=== Task inputs ===

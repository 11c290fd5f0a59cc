pub mod debug;
pub mod defaults;
pub mod error;
pub mod exif;
pub mod frame;
pub mod imageops;
pub mod img;
pub mod layout;
pub mod options;
pub mod prefs;
pub mod types;

pub use error::Error;
pub use exif::{extract_segment, insert_segment, ExifSegment};
pub use frame::PhotoFrame;
pub use layout::Layout;
pub use options::FrameOptions;
pub use prefs::RememberedSettings;
pub use types::{AspectRatio, Color, Point, Size};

===

## What to do
Would you output the lines from the one that contains "pub mod layout;" to the end of the data, both ends included, exactly as they appear?

## Expected output
pub mod layout;
pub mod options;
pub mod prefs;
pub mod types;

pub use error::Error;
pub use exif::{extract_segment, insert_segment, ExifSegment};
pub use frame::PhotoFrame;
pub use layout::Layout;
pub use options::FrameOptions;
pub use prefs::RememberedSettings;
pub use types::{AspectRatio, Color, Point, Size};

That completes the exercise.